** Data records **
........

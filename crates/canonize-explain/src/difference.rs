//! Difference taxonomy, hints and the explained difference itself

use std::fmt;

use canonize_props::idioms::Site;
use canonize_props::PropertyKind;
use serde::{Deserialize, Serialize};

/// Closed taxonomy of explainable mismatches
///
/// Every tag belongs to exactly one property kind; see [`DifferenceType::kind`].
#[derive(Debug, Clone, Copy, PartialEq, Eq, PartialOrd, Ord, Hash, Serialize, Deserialize)]
#[serde(rename_all = "kebab-case")]
pub enum DifferenceType {
    /// Assignment chain ending in a return of the same name
    ConsecutiveStatementsConsolidatable,
    /// `len(x) == 0` against `not x`
    EmptyCheckForm,
    /// `x == True` against `x`
    RedundantBooleanComparison,
    /// `not (a < b)` against `a >= b`
    NegatedComparison,
    /// Append loop against a list comprehension
    AccumulatorLoopVsComprehension,
    /// `+=` string building against `''.join(...)`
    StringConcatenationVsJoin,
    /// Regular expressions differing in a character class
    RegexCharacterClassVariant,
    /// Other textual literal variation
    StringLiteralVariant,
    /// Positional identifier correspondence
    IdentifierNaming,
    /// `if c: return a` / `return b` against `return a if c else b`
    IfReturnVsConditionalExpression,
    /// `else` after a branch that always exits
    RedundantElseAfterReturn,
    /// Assignment whose value is never read
    DeadStore,
    /// `print` left in the candidate
    DiagnosticOutput,
    /// `for i in range(len(xs))` against direct iteration
    IndexBasedIteration,
    /// `list(...)` around something only iterated
    RedundantMaterialization,
    /// `x + 0`, `x * 1` and the like
    IdentityOperation,
    /// `2 * n` against `n * 2`
    CommutativeOperandOrder,
    /// `x ** 2` against `x * x`
    PowerVsMultiplication,
    /// `int(a / b)` against `a // b`
    TruncatingDivision,
    /// `a + (b + c)` against `a + b + c`
    OperatorReassociation,
    /// Docstring absent from the canon
    ExtraneousDocstring,
    /// Recursive against iterative formulation
    RecursionVsIteration,
    /// Different number of base cases
    BaseCaseMismatch,
}

impl DifferenceType {
    /// Every tag
    pub const ALL: [DifferenceType; 23] = [
        Self::ConsecutiveStatementsConsolidatable,
        Self::EmptyCheckForm,
        Self::RedundantBooleanComparison,
        Self::NegatedComparison,
        Self::AccumulatorLoopVsComprehension,
        Self::StringConcatenationVsJoin,
        Self::RegexCharacterClassVariant,
        Self::StringLiteralVariant,
        Self::IdentifierNaming,
        Self::IfReturnVsConditionalExpression,
        Self::RedundantElseAfterReturn,
        Self::DeadStore,
        Self::DiagnosticOutput,
        Self::IndexBasedIteration,
        Self::RedundantMaterialization,
        Self::IdentityOperation,
        Self::CommutativeOperandOrder,
        Self::PowerVsMultiplication,
        Self::TruncatingDivision,
        Self::OperatorReassociation,
        Self::ExtraneousDocstring,
        Self::RecursionVsIteration,
        Self::BaseCaseMismatch,
    ];

    /// Kebab-case tag
    #[must_use]
    pub const fn tag(self) -> &'static str {
        match self {
            Self::ConsecutiveStatementsConsolidatable => "consecutive-statements-consolidatable",
            Self::EmptyCheckForm => "empty-check-form",
            Self::RedundantBooleanComparison => "redundant-boolean-comparison",
            Self::NegatedComparison => "negated-comparison",
            Self::AccumulatorLoopVsComprehension => "accumulator-loop-vs-comprehension",
            Self::StringConcatenationVsJoin => "string-concatenation-vs-join",
            Self::RegexCharacterClassVariant => "regex-character-class-variant",
            Self::StringLiteralVariant => "string-literal-variant",
            Self::IdentifierNaming => "identifier-naming",
            Self::IfReturnVsConditionalExpression => "if-return-vs-conditional-expression",
            Self::RedundantElseAfterReturn => "redundant-else-after-return",
            Self::DeadStore => "dead-store",
            Self::DiagnosticOutput => "diagnostic-output",
            Self::IndexBasedIteration => "index-based-iteration",
            Self::RedundantMaterialization => "redundant-materialization",
            Self::IdentityOperation => "identity-operation",
            Self::CommutativeOperandOrder => "commutative-operand-order",
            Self::PowerVsMultiplication => "power-vs-multiplication",
            Self::TruncatingDivision => "truncating-division",
            Self::OperatorReassociation => "operator-reassociation",
            Self::ExtraneousDocstring => "extraneous-docstring",
            Self::RecursionVsIteration => "recursion-vs-iteration",
            Self::BaseCaseMismatch => "base-case-mismatch",
        }
    }

    /// Property kind the mismatch perturbs
    #[must_use]
    pub const fn kind(self) -> PropertyKind {
        match self {
            Self::ConsecutiveStatementsConsolidatable => PropertyKind::StatementOrdering,
            Self::EmptyCheckForm | Self::RedundantBooleanComparison | Self::NegatedComparison => {
                PropertyKind::LogicalEquivalence
            }
            Self::AccumulatorLoopVsComprehension
            | Self::StringConcatenationVsJoin
            | Self::RegexCharacterClassVariant
            | Self::StringLiteralVariant
            | Self::IdentifierNaming => PropertyKind::NormalizedStructure,
            Self::IfReturnVsConditionalExpression => PropertyKind::ControlFlow,
            Self::RedundantElseAfterReturn => PropertyKind::ExecutionPaths,
            Self::DeadStore => PropertyKind::DataDependency,
            Self::DiagnosticOutput => PropertyKind::SideEffects,
            Self::IndexBasedIteration => PropertyKind::Termination,
            Self::RedundantMaterialization => PropertyKind::Complexity,
            Self::IdentityOperation | Self::CommutativeOperandOrder => {
                PropertyKind::AlgebraicStructure
            }
            Self::PowerVsMultiplication | Self::TruncatingDivision => {
                PropertyKind::NumericalBehavior
            }
            Self::OperatorReassociation => PropertyKind::OperatorPrecedence,
            Self::ExtraneousDocstring => PropertyKind::FunctionContracts,
            Self::RecursionVsIteration | Self::BaseCaseMismatch => PropertyKind::RecursionSchema,
        }
    }

    /// Default severity in `[0, 1]`
    #[must_use]
    pub const fn severity(self) -> f64 {
        match self {
            Self::RecursionVsIteration => 0.9,
            Self::RegexCharacterClassVariant => 0.7,
            Self::AccumulatorLoopVsComprehension | Self::StringConcatenationVsJoin => 0.6,
            Self::DiagnosticOutput | Self::IndexBasedIteration | Self::BaseCaseMismatch => 0.5,
            Self::IfReturnVsConditionalExpression => 0.45,
            Self::ConsecutiveStatementsConsolidatable | Self::TruncatingDivision => 0.4,
            Self::StringLiteralVariant | Self::RedundantElseAfterReturn => 0.35,
            Self::EmptyCheckForm
            | Self::RedundantBooleanComparison
            | Self::DeadStore
            | Self::RedundantMaterialization => 0.3,
            Self::NegatedComparison | Self::PowerVsMultiplication => 0.25,
            Self::IdentifierNaming | Self::IdentityOperation | Self::OperatorReassociation => 0.2,
            Self::CommutativeOperandOrder => 0.15,
            Self::ExtraneousDocstring => 0.1,
        }
    }

    /// Diagnostic only; no strategy rewrites it
    #[must_use]
    pub const fn is_diagnostic(self) -> bool {
        matches!(self, Self::RecursionVsIteration | Self::BaseCaseMismatch)
    }
}

impl fmt::Display for DifferenceType {
    fn fmt(&self, f: &mut fmt::Formatter<'_>) -> fmt::Result {
        f.write_str(self.tag())
    }
}

/// Which emptiness form to rewrite toward
#[derive(Debug, Clone, Copy, PartialEq, Eq, Serialize, Deserialize)]
#[serde(rename_all = "snake_case")]
pub enum EmptyCheckDirection {
    /// `len(x) == 0` becomes `not x`, `len(x) > 0` becomes `x`
    ToTruthiness,
    /// `not x` becomes `len(x) == 0`
    ToLength,
}

/// One identifier correspondence
#[derive(Debug, Clone, PartialEq, Eq, PartialOrd, Ord, Serialize, Deserialize)]
pub struct RenamePair {
    /// Candidate name
    pub from: String,
    /// Canon name
    pub to: String,
}

impl RenamePair {
    /// Create a pair
    #[must_use]
    pub fn new(from: impl Into<String>, to: impl Into<String>) -> Self {
        Self {
            from: from.into(),
            to: to.into(),
        }
    }
}

/// Structured data a strategy needs to perform its rewrite
#[derive(Debug, Clone, PartialEq, Eq, Serialize, Deserialize)]
#[serde(tag = "hint", rename_all = "snake_case")]
pub enum TransformationHints {
    /// Rewrite the idiom at `site`; the tag names the idiom
    Site {
        /// Location in the candidate
        site: Site,
    },
    /// Fold `chain_length` assignments into the return at `site`
    InlineReturn {
        /// Return statement position among return chains
        site: Site,
        /// Assignments to absorb
        chain_length: usize,
    },
    /// Swap the emptiness test at `site`
    EmptyCheck {
        /// Position among tests of the source form
        site: Site,
        /// Target form
        direction: EmptyCheckDirection,
    },
    /// Convert between `x ** 2` and `x * x`
    PowerForm {
        /// Position among expressions of the source form
        site: Site,
        /// `x ** 2` to `x * x` when set
        to_multiplication: bool,
    },
    /// Regroup an associative chain
    Reassociate {
        /// Position among nested expressions of the source grouping
        site: Site,
        /// `a + (b + c)` to `(a + b) + c` when set
        to_left: bool,
    },
    /// Replace one string literal
    LiteralAlignment {
        /// Position among string literals
        site: Site,
        /// Candidate text
        from: String,
        /// Canon text
        to: String,
    },
    /// Rename identifiers inside one function
    Rename {
        /// Top-level function whose scope is renamed
        function: String,
        /// Correspondences, applied simultaneously
        renames: Vec<RenamePair>,
    },
    /// Drop the docstring of a function
    StripDocstring {
        /// Top-level function
        function: String,
    },
    /// Nothing a strategy can act on
    None,
}

impl TransformationHints {
    /// Site the hint addresses, if any
    #[must_use]
    pub fn site(&self) -> Option<&Site> {
        match self {
            Self::Site { site }
            | Self::InlineReturn { site, .. }
            | Self::EmptyCheck { site, .. }
            | Self::PowerForm { site, .. }
            | Self::Reassociate { site, .. }
            | Self::LiteralAlignment { site, .. } => Some(site),
            Self::Rename { .. } | Self::StripDocstring { .. } | Self::None => None,
        }
    }

    /// Serialized tag of the hint variant
    #[must_use]
    pub const fn tag(&self) -> &'static str {
        match self {
            Self::Site { .. } => "site",
            Self::InlineReturn { .. } => "inline_return",
            Self::EmptyCheck { .. } => "empty_check",
            Self::PowerForm { .. } => "power_form",
            Self::Reassociate { .. } => "reassociate",
            Self::LiteralAlignment { .. } => "literal_alignment",
            Self::Rename { .. } => "rename",
            Self::StripDocstring { .. } => "strip_docstring",
            Self::None => "none",
        }
    }
}

/// An explained, nonzero per-property mismatch
#[derive(Debug, Clone, PartialEq, Serialize, Deserialize)]
pub struct PropertyDifference {
    /// Property kind
    pub kind: PropertyKind,
    /// Taxonomy tag
    pub difference_type: DifferenceType,
    /// Severity in `[0, 1]`
    pub severity: f64,
    /// Human-readable explanation
    pub explanation: String,
    /// Strategy input
    pub hints: TransformationHints,
    /// What the candidate does
    pub candidate_detail: String,
    /// What the canon does
    pub canon_detail: String,
}

impl PropertyDifference {
    /// Create a difference with the tag's default severity
    #[must_use]
    pub fn new(difference_type: DifferenceType, hints: TransformationHints) -> Self {
        Self {
            kind: difference_type.kind(),
            difference_type,
            severity: difference_type.severity(),
            explanation: String::new(),
            hints,
            candidate_detail: String::new(),
            canon_detail: String::new(),
        }
    }

    /// Set the explanation text
    #[must_use]
    pub fn with_explanation(mut self, explanation: impl Into<String>) -> Self {
        self.explanation = explanation.into();
        self
    }

    /// Set both side details
    #[must_use]
    pub fn with_details(mut self, candidate: impl Into<String>, canon: impl Into<String>) -> Self {
        self.candidate_detail = candidate.into();
        self.canon_detail = canon.into();
        self
    }

    /// Override the severity, clamped to `[0, 1]`
    #[must_use]
    pub fn with_severity(mut self, severity: f64) -> Self {
        self.severity = severity.clamp(0.0, 1.0);
        self
    }
}

#[cfg(test)]
mod tests {
    use super::*;

    #[test]
    fn tags_serialize_as_kebab_case() {
        for ty in DifferenceType::ALL {
            assert_eq!(serde_json::to_string(&ty).unwrap(), format!("\"{}\"", ty.tag()));
            assert!((0.0..=1.0).contains(&ty.severity()));
        }
    }

    #[test]
    fn character_class_outranks_plain_literal() {
        assert!(
            DifferenceType::RegexCharacterClassVariant.severity()
                > DifferenceType::StringLiteralVariant.severity()
        );
    }

    #[test]
    fn difference_takes_kind_from_tag() {
        let diff = PropertyDifference::new(
            DifferenceType::EmptyCheckForm,
            TransformationHints::EmptyCheck {
                site: Site::new("f", 0),
                direction: EmptyCheckDirection::ToTruthiness,
            },
        )
        .with_severity(3.0);
        assert_eq!(diff.kind, PropertyKind::LogicalEquivalence);
        assert_eq!(diff.severity, 1.0);
        assert_eq!(diff.hints.site(), Some(&Site::new("f", 0)));
    }

    #[test]
    fn hints_are_tagged_in_json() {
        let hints = TransformationHints::Rename {
            function: "total".into(),
            renames: vec![RenamePair::new("items", "arr")],
        };
        let json = serde_json::to_value(&hints).unwrap();
        assert_eq!(json["hint"], "rename");
        assert_eq!(json["renames"][0]["to"], "arr");
    }
}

........

** Task statement **
Word for word, reproduce the lines of the listing from the first one through the line containing "that always exits", and no more.

** Exercise result **
filename crates/canonize-explain/src/difference.rs
//! Difference taxonomy, hints and the explained difference itself

use std::fmt;

use canonize_props::idioms::Site;
use canonize_props::PropertyKind;
use serde::{Deserialize, Serialize};

/// Closed taxonomy of explainable mismatches
///
/// Every tag belongs to exactly one property kind; see [`DifferenceType::kind`].
#[derive(Debug, Clone, Copy, PartialEq, Eq, PartialOrd, Ord, Hash, Serialize, Deserialize)]
#[serde(rename_all = "kebab-case")]
pub enum DifferenceType {
    /// Assignment chain ending in a return of the same name
    ConsecutiveStatementsConsolidatable,
    /// `len(x) == 0` against `not x`
    EmptyCheckForm,
    /// `x == True` against `x`
    RedundantBooleanComparison,
    /// `not (a < b)` against `a >= b`
    NegatedComparison,
    /// Append loop against a list comprehension
    AccumulatorLoopVsComprehension,
    /// `+=` string building against `''.join(...)`
    StringConcatenationVsJoin,
    /// Regular expressions differing in a character class
    RegexCharacterClassVariant,
    /// Other textual literal variation
    StringLiteralVariant,
    /// Positional identifier correspondence
    IdentifierNaming,
    /// `if c: return a` / `return b` against `return a if c else b`
    IfReturnVsConditionalExpression,
    /// `else` after a branch that always exits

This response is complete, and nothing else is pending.